Task goal:
Line filter on the word "Some": copy each matching line from the entries.

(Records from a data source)
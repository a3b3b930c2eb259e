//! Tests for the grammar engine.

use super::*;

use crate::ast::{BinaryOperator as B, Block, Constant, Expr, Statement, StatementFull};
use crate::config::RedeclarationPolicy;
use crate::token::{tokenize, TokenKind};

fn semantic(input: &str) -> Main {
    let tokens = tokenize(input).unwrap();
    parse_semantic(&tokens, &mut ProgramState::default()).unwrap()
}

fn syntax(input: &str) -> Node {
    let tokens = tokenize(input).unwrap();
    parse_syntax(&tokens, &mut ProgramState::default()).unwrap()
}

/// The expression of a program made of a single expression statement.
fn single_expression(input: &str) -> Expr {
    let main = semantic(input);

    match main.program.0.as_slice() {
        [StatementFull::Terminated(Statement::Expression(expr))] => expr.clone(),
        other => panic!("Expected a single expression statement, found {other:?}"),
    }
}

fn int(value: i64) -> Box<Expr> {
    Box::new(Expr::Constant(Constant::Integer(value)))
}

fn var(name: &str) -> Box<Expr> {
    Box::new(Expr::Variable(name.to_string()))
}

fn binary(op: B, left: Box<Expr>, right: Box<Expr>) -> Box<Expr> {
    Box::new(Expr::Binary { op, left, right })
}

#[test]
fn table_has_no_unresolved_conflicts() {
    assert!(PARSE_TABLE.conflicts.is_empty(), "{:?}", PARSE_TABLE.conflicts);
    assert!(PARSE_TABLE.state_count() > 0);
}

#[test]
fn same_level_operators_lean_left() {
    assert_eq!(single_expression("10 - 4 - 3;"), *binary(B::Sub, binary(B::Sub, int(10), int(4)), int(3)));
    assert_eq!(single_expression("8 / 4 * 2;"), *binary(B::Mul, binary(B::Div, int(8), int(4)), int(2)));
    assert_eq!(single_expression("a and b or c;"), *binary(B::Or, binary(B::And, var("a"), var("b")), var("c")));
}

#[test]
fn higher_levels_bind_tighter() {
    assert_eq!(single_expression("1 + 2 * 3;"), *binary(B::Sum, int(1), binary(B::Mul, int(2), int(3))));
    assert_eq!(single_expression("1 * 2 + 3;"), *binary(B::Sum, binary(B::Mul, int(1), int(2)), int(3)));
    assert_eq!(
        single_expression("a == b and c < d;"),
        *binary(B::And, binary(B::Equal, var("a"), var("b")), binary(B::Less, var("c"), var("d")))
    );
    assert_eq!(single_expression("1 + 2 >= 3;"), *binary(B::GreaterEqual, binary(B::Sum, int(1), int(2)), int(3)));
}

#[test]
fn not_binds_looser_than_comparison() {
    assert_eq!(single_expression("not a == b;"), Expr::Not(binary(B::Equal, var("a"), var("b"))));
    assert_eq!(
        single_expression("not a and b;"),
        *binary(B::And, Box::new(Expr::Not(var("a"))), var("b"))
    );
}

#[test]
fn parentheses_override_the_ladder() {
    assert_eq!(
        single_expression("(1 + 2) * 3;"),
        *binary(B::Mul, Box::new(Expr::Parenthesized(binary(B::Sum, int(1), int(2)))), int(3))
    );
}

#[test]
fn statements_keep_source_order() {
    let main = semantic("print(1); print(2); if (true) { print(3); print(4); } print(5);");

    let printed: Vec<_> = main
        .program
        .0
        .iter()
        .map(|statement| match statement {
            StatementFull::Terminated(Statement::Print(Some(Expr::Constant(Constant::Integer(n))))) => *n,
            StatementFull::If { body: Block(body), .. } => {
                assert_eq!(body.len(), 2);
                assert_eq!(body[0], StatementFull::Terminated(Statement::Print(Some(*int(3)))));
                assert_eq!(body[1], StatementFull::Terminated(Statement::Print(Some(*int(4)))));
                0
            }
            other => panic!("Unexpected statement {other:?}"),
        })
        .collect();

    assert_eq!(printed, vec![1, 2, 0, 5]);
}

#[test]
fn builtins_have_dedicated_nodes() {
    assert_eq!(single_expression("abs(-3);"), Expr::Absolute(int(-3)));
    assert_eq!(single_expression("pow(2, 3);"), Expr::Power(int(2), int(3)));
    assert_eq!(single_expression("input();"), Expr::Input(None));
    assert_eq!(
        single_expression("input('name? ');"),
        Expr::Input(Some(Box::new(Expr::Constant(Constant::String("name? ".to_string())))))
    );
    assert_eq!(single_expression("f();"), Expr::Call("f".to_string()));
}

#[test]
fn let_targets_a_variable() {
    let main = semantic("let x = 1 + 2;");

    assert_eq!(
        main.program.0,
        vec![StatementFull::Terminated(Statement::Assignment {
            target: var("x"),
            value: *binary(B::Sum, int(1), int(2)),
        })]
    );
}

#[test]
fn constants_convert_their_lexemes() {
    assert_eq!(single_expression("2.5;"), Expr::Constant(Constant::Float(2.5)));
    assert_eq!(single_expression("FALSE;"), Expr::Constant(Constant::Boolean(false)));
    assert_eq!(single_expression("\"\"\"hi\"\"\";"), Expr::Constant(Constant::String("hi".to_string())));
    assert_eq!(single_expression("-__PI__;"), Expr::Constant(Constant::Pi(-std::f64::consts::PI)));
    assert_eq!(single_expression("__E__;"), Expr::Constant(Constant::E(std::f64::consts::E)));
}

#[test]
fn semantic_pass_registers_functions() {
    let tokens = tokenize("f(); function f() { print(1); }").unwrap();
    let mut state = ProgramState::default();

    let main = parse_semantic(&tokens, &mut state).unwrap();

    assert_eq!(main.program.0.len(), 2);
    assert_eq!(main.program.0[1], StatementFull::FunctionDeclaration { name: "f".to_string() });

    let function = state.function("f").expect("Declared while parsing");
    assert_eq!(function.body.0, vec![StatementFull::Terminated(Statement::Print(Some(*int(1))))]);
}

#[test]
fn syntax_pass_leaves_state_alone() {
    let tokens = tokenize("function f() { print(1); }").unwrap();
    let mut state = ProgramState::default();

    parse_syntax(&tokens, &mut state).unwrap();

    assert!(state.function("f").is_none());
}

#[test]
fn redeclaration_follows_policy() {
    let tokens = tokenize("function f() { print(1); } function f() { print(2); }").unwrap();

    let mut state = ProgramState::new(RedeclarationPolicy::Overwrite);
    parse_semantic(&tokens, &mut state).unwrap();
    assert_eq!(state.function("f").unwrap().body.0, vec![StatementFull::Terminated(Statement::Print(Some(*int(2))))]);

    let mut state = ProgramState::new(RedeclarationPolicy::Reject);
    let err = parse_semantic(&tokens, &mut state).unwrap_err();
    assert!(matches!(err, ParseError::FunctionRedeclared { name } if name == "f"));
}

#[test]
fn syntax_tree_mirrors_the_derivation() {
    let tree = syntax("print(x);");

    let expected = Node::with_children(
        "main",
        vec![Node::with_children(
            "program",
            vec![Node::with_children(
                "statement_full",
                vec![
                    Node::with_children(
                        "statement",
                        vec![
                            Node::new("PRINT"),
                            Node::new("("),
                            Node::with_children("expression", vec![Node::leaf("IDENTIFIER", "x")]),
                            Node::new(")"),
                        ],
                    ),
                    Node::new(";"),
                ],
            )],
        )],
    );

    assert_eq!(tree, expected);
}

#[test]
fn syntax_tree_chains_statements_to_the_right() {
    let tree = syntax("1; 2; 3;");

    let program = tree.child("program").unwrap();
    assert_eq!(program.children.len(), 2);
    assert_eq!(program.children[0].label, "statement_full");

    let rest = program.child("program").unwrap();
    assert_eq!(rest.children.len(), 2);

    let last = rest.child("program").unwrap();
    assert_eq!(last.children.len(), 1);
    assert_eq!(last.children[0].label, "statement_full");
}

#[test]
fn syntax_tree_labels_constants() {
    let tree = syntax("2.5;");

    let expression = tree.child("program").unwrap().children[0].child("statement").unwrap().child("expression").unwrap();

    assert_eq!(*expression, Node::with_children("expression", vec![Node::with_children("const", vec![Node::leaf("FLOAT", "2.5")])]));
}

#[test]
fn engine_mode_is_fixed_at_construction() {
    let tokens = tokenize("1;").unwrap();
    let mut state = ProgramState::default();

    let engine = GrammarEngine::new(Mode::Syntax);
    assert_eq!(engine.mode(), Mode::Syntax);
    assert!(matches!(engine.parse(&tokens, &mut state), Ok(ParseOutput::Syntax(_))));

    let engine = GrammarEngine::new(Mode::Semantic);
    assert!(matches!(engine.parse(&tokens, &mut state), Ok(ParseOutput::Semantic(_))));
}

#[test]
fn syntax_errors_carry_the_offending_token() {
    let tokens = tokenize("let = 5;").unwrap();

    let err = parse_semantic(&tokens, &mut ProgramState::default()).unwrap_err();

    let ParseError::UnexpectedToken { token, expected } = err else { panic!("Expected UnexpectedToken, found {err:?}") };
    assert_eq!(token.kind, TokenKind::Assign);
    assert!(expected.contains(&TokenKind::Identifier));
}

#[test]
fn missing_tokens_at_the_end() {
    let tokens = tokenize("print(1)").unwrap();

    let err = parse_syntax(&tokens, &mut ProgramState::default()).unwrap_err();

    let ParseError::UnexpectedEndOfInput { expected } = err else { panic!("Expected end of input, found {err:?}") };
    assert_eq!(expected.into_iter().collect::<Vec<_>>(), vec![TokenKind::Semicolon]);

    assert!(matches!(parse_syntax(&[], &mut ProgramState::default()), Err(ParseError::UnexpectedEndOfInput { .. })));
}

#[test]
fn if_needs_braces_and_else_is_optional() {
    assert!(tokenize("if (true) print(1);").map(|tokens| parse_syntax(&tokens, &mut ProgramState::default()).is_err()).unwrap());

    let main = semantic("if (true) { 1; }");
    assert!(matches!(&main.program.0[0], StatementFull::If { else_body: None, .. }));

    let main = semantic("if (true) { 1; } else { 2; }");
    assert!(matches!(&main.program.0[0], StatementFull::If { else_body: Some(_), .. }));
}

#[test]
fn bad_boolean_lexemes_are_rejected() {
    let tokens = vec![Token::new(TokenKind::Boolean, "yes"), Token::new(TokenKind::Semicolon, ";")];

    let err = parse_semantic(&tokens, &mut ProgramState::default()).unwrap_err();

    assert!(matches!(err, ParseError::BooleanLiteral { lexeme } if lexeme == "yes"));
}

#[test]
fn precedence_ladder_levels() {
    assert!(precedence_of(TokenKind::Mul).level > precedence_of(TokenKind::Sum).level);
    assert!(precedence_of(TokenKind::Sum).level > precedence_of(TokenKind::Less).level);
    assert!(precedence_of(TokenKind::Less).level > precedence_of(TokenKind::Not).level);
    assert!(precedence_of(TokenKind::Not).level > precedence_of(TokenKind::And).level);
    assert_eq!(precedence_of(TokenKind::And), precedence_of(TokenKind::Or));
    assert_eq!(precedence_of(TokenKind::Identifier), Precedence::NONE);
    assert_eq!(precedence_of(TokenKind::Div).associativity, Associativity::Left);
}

Task output:
            StatementFull::Terminated(Statement::Print(Some(Expr::Constant(Constant::Integer(n))))) => *n,
                assert_eq!(body[0], StatementFull::Terminated(Statement::Print(Some(*int(3)))));
                assert_eq!(body[1], StatementFull::Terminated(Statement::Print(Some(*int(4)))));
        Expr::Input(Some(Box::new(Expr::Constant(Constant::String("name? ".to_string())))))
    assert_eq!(function.body.0, vec![StatementFull::Terminated(Statement::Print(Some(*int(1))))]);
    assert_eq!(state.function("f").unwrap().body.0, vec![StatementFull::Terminated(Statement::Print(Some(*int(2))))]);
    assert!(matches!(&main.program.0[0], StatementFull::If { else_body: Some(_), .. }));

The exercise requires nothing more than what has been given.